Editorial / Enero 07 de 2010 / Comentarios

Asesinatos más suicidios en el Quindío

En el país se conoció ya información sobre la tasa de homicidios durante 2009. Según las estadísticas fue la más baja en 27 años, aunque Medellín , ‘Ciudad de la Eterna Primavera’, creció en 64%.

El más bajo listado en muertes violentas durante casi tres décadas no deja de ser una buena noticia para el país, sin embargo, más de 43 asesinatos por día en Colombia dejan mucho que desear. Con razón el informe nacional entregado por la Policía es agridulce. El asesinato es un delito abominable y resulta que comparado el informe de ahora con los delitos del mismo tenor cometidos en el 2008, la reducción de estos casos fue apenas del 2%, porcentaje que puede aumentarse cuando se sumen las cifras de Bogotá, donde este mismo delito creció en un 11% el año pasado, cuando fueron asesinadas más de 1.600 personas.
Los datos no son tan buenos, lo cual no quiera decir que no haya sea digno de encomio el esfuerzo de la Policía Nacional. El general Óscar Naranjo director general de la Policía Nacional ha tratado por todos los medios, interpretando la voluntad del gobierno y el inflexible deseo suyo de mejorar las condiciones del país, porque sean cada día menos los asesinatos en Colombia. Por eso hay que alabar con vehemencia el trabajo de la Policía, aunque no se pueda lograr el ideal para una patria tan digna de mejor suerte como la nuestra.

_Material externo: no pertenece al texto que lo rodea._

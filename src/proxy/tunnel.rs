use tokio::io::copy;
use tracing::{debug, info, warn};

use crate::error::{ProxyError, Result};
use crate::http::constants::{bad_gateway_line, connection_established};
use crate::pipe::{Pipe, PipeReader, PipeWriter};
use crate::proxy::resolve::connect_any;
use crate::proxy::server::ProxyServer;
use crate::proxy::session::{Destination, Session, SessionStatus};

impl ProxyServer {
    /// Serves a CONNECT request: reach the target, acknowledge, then relay
    /// raw bytes both ways until one side stops.
    pub(super) async fn tunnel(&self, mut session: Session, mut client_reader: PipeReader, mut client_writer: PipeWriter) {
        session.set_status(SessionStatus::BeforeRequest);
        self.hooks.before_request(&mut session).await;

        let version = session.version();

        let remote = match self.open_tunnel(&mut session).await {
            Ok(remote) => remote,
            Err(e) => {
                warn!(session = session.id(), target = %session.target(), error = %e, "tunnel target unreachable");
                session.set_status(SessionStatus::Failed);

                let _ = client_writer.send(&bad_gateway_line(version.as_bytes())).await;
                let _ = client_writer.flush().await;
                let _ = client_writer.shutdown().await;

                self.hooks.session_failed(Some(&session), &e).await;
                return;
            }
        };

        let ack = connection_established(version.as_bytes());
        if let Err(e) = client_writer.send(&ack).await {
            debug!(session = session.id(), error = %e, "client left before the tunnel opened");
            return;
        }
        if let Err(e) = client_writer.flush().await {
            debug!(session = session.id(), error = %e, "client left before the tunnel opened");
            return;
        }

        session.set_status(SessionStatus::AfterRequest);
        self.hooks.tunnel_established(&mut session).await;

        let (mut remote_reader, mut remote_writer) = remote.into_split();

        // Whichever direction finishes first ends the tunnel.
        let outcome = tokio::select! {
            sent = copy(&mut client_reader, &mut remote_writer) => sent.map(|n| ("client", n)),
            received = copy(&mut remote_reader, &mut client_writer) => received.map(|n| ("remote", n)),
        };

        let _ = remote_writer.shutdown().await;
        let _ = client_writer.shutdown().await;

        match outcome {
            Ok((closed_by, bytes)) => {
                session.set_status(SessionStatus::Completed);
                info!(
                    session = session.id(),
                    target = %session.target(),
                    closed_by,
                    bytes,
                    "tunnel closed"
                );
            }
            Err(e) => {
                session.set_status(SessionStatus::Failed);
                let error = ProxyError::from(e);
                debug!(session = session.id(), %error, "tunnel aborted");
                self.hooks.session_failed(Some(&session), &error).await;
            }
        }
    }

    /// Connects to the CONNECT target, directly or through an upstream proxy.
    async fn open_tunnel(&self, session: &mut Session) -> Result<Pipe> {
        let (host, port) = session.origin()?;
        let authority = format!("{host}:{port}");

        let proxy = session.upstream_proxy().or(self.upstream.as_ref()).cloned();

        let (pipe, destination) = match proxy {
            Some(proxy) => {
                let pipe = proxy
                    .connect_through(
                        self.resolver.as_ref(),
                        &authority,
                        &self.pool,
                        self.connect_timeout,
                        self.max_head_bytes,
                    )
                    .await?;
                let destination = Destination {
                    host: proxy.host().to_string(),
                    port: proxy.port(),
                    via_proxy: true,
                    address: None,
                };
                (pipe, destination)
            }
            None => {
                let (stream, address) =
                    connect_any(self.resolver.as_ref(), &host, port, self.connect_timeout).await?;
                let destination = Destination {
                    host,
                    port,
                    via_proxy: false,
                    address: Some(address),
                };
                (Pipe::new(stream, &self.pool), destination)
            }
        };

        debug!(session = session.id(), %destination, "tunnel connected");
        session.set_destination(destination);
        Ok(pipe)
    }
}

A nosotros en el Quindío nos preocupa sobre manera tantas muertes violentas, tanto asesinato casi a diario. Muy pocos fueron los días en blanco en la página judicial de La Crónica del Quindío. La acción de asesinar se dio casi todos los días en el departamento durante todo el año anterior y el ideal, en un paraíso como el que decimos tener los quindianos, es que no se presentaran o que fueran muchos menos que los que están registrados en los cuadros estadísticos regionales. Las manos criminales —los que matan— asesinaron en el 2009 a 247 personas y esa cifra muestra 40 muertes violentas menos que en el 2008. ¿Casi un 15% menos? Obviamente un indicador que favorece a las autoridades de policía. Para la institución nacional mostrar cuadros con menos delitos de este calibre le resulta plausible. Y si se miran otros detalles del caso regional, como el que nos indica que esta resulta ser la cifra de asesinatos más bajita desde 1993 según el informe oficial entregado por el comandante del Departamento de Policía Quindío coronel Juan Manuel Sarmiento Navas, todavía más importante para la policía. Lo que pasa es que el espíritu pacifista de la mayoría de los quindianos va más allá en su imaginación y en ese orden de ideas todavía no alcanzamos a superar las cifras que queremos ver en las estadísticas.

El Quindío es como una mecha con pólvora y cerca de la cual hay mucho travieso, inquietos a quienes les gusta emplear el fósforo para hacer que explote el detonante. Nunca aquí se le prestó en diez años, la adecuada atención al problema social derivado del terremoto del 25 de enero de 1999. Revoltosos con mañas criminales vinieron a dar al departamento; llegaron con el fin de pescar en río revuelto y por su puesto emigraron muchos, pero otros tantos se quedaron porque vieron abonado el terreno para la cosecha y de ahí se han venido sacando cultivos.

Ya se tiene el dato exacto de la población apta para votar. Clarísimo, eso sí es como lo primero que los empresarios electorales tienen que saber y a todos nos conviene el importante dato, pero otras estadísticas, como las que tienen que ver con la pobreza en que se debaten miles de familias en el departamento, se revelan poco. Con regalos de baja calidad y con fines electorales se manejan ese tipo de problemas en tiempos como el actual, empero no hay nada de fondo en la solución real que debe darse a los problemas sociales del departamento y muchos de los asesinatos y de los conflictos familiares. Los suicidios que tampoco se tratan con el cuidado en el Quindío, provienen de la miseria, pero también de la pobreza moral que nos invade.